Reinsurers make underwriting profits, cautious on property risks
The global reinsurance sector returned an underwriting profit last year, but caution around property casualty risks has continued, AM Best says.
The company’s global reinsurance composite posted a combined operating ratio of 95.6%, a 0.8-percentage-point improvement over the previous year.
Results have improved in recent years as key players have shifted from lower and medium layers of property catastrophe risks, while tightening contract wording and re-deploying capital toward the casualty, specialty lines and excess and surplus primary segments.
With much-harder market conditions since the start of this year, interest in property catastrophe risks has renewed cautiously, the report says.

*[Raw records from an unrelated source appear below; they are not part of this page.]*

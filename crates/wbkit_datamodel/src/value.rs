//! The closed set of data value kinds.

use crate::id::EntityId;
use crate::term::Term;
use std::hash::{Hash, Hasher};

/// A quantity with an optional uncertainty interval.
///
/// Amounts and bounds are kept as signed decimal strings (`"+42"`,
/// `"-0.5"`) so that no precision is lost between decode and encode.
#[derive(Debug, Clone, PartialEq, Eq, Hash)]
pub struct QuantityValue {
    amount: String,
    unit: String,
    lower_bound: Option<String>,
    upper_bound: Option<String>,
}

impl QuantityValue {
    /// Creates a quantity without bounds.
    ///
    /// The unit is an entity IRI, or `"1"` for dimensionless values.
    pub fn new(amount: impl Into<String>, unit: impl Into<String>) -> Self {
        Self {
            amount: amount.into(),
            unit: unit.into(),
            lower_bound: None,
            upper_bound: None,
        }
    }

    /// Sets the uncertainty interval.
    pub fn with_bounds(
        mut self,
        lower_bound: impl Into<String>,
        upper_bound: impl Into<String>,
    ) -> Self {
        self.lower_bound = Some(lower_bound.into());
        self.upper_bound = Some(upper_bound.into());
        self
    }

    /// Returns the signed decimal amount string.
    pub fn amount(&self) -> &str {
        &self.amount
    }

    /// Returns the unit IRI, or `"1"` for no unit.
    pub fn unit(&self) -> &str {
        &self.unit
    }

    /// Returns the lower bound, if any.
    pub fn lower_bound(&self) -> Option<&str> {
        self.lower_bound.as_deref()
    }

    /// Returns the upper bound, if any.
    pub fn upper_bound(&self) -> Option<&str> {
        self.upper_bound.as_deref()
    }
}

/// A point in time with precision and calendar model.
#[derive(Debug, Clone, PartialEq, Eq, Hash)]
pub struct TimeValue {
    time: String,
    timezone: i32,
    before: u32,
    after: u32,
    precision: u8,
    calendar_model: String,
}

impl TimeValue {
    /// Day precision, the most common case.
    pub const PRECISION_DAY: u8 = 11;
    /// Year precision.
    pub const PRECISION_YEAR: u8 = 9;

    /// Creates a time value.
    ///
    /// The time string uses the signed extended ISO form the wire
    /// format expects, e.g. `"+2020-01-15T00:00:00Z"`.
    pub fn new(
        time: impl Into<String>,
        timezone: i32,
        before: u32,
        after: u32,
        precision: u8,
        calendar_model: impl Into<String>,
    ) -> Self {
        Self {
            time: time.into(),
            timezone,
            before,
            after,
            precision,
            calendar_model: calendar_model.into(),
        }
    }

    /// Returns the time string.
    pub fn time(&self) -> &str {
        &self.time
    }

    /// Returns the timezone offset in minutes.
    pub fn timezone(&self) -> i32 {
        self.timezone
    }

    /// Returns the tolerance before the given time, in precision units.
    pub fn before(&self) -> u32 {
        self.before
    }

    /// Returns the tolerance after the given time, in precision units.
    pub fn after(&self) -> u32 {
        self.after
    }

    /// Returns the precision code.
    pub fn precision(&self) -> u8 {
        self.precision
    }

    /// Returns the calendar model IRI.
    pub fn calendar_model(&self) -> &str {
        &self.calendar_model
    }
}

/// A coordinate on a globe.
#[derive(Debug, Clone)]
pub struct GlobeCoordinateValue {
    latitude: f64,
    longitude: f64,
    precision: f64,
    globe: String,
}

impl GlobeCoordinateValue {
    /// Creates a globe coordinate.
    pub fn new(latitude: f64, longitude: f64, precision: f64, globe: impl Into<String>) -> Self {
        Self {
            latitude,
            longitude,
            precision,
            globe: globe.into(),
        }
    }

    /// Returns the latitude in degrees.
    pub fn latitude(&self) -> f64 {
        self.latitude
    }

    /// Returns the longitude in degrees.
    pub fn longitude(&self) -> f64 {
        self.longitude
    }

    /// Returns the precision in degrees.
    pub fn precision(&self) -> f64 {
        self.precision
    }

    /// Returns the globe IRI.
    pub fn globe(&self) -> &str {
        &self.globe
    }
}

// Coordinates compare and hash by bit pattern so that documents
// containing them keep full structural equality and hashing.
impl PartialEq for GlobeCoordinateValue {
    fn eq(&self, other: &Self) -> bool {
        self.latitude.to_bits() == other.latitude.to_bits()
            && self.longitude.to_bits() == other.longitude.to_bits()
            && self.precision.to_bits() == other.precision.to_bits()
            && self.globe == other.globe
    }
}

impl Eq for GlobeCoordinateValue {}

impl Hash for GlobeCoordinateValue {
    fn hash<H: Hasher>(&self, state: &mut H) {
        self.latitude.to_bits().hash(state);
        self.longitude.to_bits().hash(state);
        self.precision.to_bits().hash(state);
        self.globe.hash(state);
    }
}

/// One of the fixed, closed set of value kinds a snak can carry.
#[derive(Debug, Clone, PartialEq, Eq, Hash)]
pub enum DataValue {
    /// A reference to another entity.
    Entity(EntityId),
    /// A plain string.
    Text(String),
    /// A string in a specific language.
    Monolingual(Term),
    /// A quantity with unit and optional bounds.
    Quantity(QuantityValue),
    /// A point in time.
    Time(TimeValue),
    /// A coordinate on a globe.
    Coordinate(GlobeCoordinateValue),
}
//! Snaks: single property/value assertions.

use crate::id::EntityId;
use crate::value::DataValue;

/// A single assertion about a property.
///
/// Besides carrying a concrete value, a snak can assert that a
/// property has no value at all, or that it has some unknown value.
#[derive(Debug, Clone, PartialEq, Eq, Hash)]
pub enum Snak {
    /// The property has this value.
    Value {
        /// The property this assertion is about.
        property: EntityId,
        /// The asserted value.
        value: DataValue,
    },
    /// The property is known to have no value.
    NoValue {
        /// The property this assertion is about.
        property: EntityId,
    },
    /// The property has some value that is not known.
    SomeValue {
        /// The property this assertion is about.
        property: EntityId,
    },
}

impl Snak {
    /// Creates a value snak.
    pub fn value(property: EntityId, value: DataValue) -> Self {
        Snak::Value { property, value }
    }

    /// Creates a no-value snak.
    pub fn no_value(property: EntityId) -> Self {
        Snak::NoValue { property }
    }

    /// Creates a some-value snak.
    pub fn some_value(property: EntityId) -> Self {
        Snak::SomeValue { property }
    }

    /// Returns the property this snak is about.
    pub fn property(&self) -> &EntityId {
        match self {
            Snak::Value { property, .. }
            | Snak::NoValue { property }
            | Snak::SomeValue { property } => property,
        }
    }

    /// Returns the carried value, if this is a value snak.
    pub fn data_value(&self) -> Option<&DataValue> {
        match self {
            Snak::Value { value, .. } => Some(value),
            _ => None,
        }
    }
}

“The January 2023 renewals highlighted the mismatch between supply and demand, but it’s also important to recognize the difference between ‘available’ and ‘deployed’ capacity,” AM Best Senior Director Carlos Wong-Fupuy said.
“Available capital is not under pressure; however, the well-established global reinsurers have become much more cautious allocating their capital, which pressures the deployment of capacity.”
Investment results were affected severely by unrealised losses on fixed-income securities last year, with the global reinsurance segment posting a return on equity (ROE) of 0.8% following a 9.0% ROE in 2021.
Concerns about economic and social inflation, central banks’ contractionary monetary policies, asset market volatility, and the recent underperformance of the global reinsurance segment have translated into a higher cost of capital as well, AM Best says.
“Investors will likely demand a strong commitment to underwriting discipline, as well as flexibility to adjust to changing conditions in the business cycle,” Mr Wong-Fupuy said. “Well-established, diversified companies with a proven track record are better positioned to succeed in this effort than start-ups that are pressured to meet top-line targets.”